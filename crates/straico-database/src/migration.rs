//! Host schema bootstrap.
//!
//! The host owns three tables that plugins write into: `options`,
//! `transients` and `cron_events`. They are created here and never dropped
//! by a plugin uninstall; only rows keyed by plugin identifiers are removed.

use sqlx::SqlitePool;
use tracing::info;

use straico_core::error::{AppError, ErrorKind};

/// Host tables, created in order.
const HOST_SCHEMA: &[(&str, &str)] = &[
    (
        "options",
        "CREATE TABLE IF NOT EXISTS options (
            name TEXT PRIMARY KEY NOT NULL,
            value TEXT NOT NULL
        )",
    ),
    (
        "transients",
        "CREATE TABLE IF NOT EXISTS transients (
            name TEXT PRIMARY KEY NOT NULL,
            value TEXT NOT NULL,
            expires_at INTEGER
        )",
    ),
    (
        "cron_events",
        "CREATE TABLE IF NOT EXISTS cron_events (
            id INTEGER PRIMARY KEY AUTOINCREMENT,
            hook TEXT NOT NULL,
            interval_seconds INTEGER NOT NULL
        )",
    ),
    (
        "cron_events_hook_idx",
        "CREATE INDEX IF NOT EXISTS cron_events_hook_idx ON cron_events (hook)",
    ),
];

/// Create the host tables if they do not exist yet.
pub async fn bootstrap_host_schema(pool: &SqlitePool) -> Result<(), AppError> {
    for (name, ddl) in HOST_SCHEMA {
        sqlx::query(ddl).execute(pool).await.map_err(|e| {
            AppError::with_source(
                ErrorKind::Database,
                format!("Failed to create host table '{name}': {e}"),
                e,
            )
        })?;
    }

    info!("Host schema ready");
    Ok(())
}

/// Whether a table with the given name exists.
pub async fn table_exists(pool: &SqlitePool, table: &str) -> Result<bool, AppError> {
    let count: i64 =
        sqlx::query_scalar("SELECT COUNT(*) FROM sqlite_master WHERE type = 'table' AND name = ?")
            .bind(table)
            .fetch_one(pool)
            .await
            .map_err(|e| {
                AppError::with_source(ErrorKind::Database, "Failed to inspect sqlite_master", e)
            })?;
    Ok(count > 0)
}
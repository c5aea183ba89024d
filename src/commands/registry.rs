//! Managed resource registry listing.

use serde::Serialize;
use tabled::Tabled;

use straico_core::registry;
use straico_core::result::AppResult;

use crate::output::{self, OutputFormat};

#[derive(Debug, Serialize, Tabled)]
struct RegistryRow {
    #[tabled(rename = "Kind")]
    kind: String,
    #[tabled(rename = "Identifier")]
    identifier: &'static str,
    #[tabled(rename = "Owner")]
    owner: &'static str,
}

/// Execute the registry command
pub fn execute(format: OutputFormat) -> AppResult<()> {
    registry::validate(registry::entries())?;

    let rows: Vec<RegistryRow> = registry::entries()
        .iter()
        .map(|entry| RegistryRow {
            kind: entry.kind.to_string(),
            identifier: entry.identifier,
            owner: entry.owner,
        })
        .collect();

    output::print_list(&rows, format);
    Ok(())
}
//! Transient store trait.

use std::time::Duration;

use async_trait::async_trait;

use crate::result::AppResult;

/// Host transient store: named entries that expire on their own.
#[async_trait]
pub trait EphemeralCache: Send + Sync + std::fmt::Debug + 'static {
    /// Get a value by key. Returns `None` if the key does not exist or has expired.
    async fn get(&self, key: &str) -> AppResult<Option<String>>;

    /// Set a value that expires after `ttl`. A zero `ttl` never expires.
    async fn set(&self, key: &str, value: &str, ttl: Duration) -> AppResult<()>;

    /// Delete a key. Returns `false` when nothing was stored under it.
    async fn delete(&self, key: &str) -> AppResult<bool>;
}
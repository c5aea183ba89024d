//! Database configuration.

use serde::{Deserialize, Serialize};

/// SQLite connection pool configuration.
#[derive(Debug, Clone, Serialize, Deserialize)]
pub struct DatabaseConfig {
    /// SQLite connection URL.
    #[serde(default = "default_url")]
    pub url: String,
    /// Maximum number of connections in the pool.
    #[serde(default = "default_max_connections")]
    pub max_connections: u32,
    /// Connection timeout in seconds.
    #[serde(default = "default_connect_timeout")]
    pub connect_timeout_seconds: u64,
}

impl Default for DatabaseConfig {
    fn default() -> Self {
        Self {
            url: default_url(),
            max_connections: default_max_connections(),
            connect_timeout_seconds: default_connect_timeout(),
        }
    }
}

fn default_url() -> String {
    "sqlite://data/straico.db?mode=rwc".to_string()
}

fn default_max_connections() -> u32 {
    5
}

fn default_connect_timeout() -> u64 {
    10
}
★ ★ ★
* _PROBLEM DETAILS_: Copy every line of the data that carries the word "filename".

* _FINISHED EXERCISE_:
filename crates/straico-database/src/migration.rs
filename src/commands/registry.rs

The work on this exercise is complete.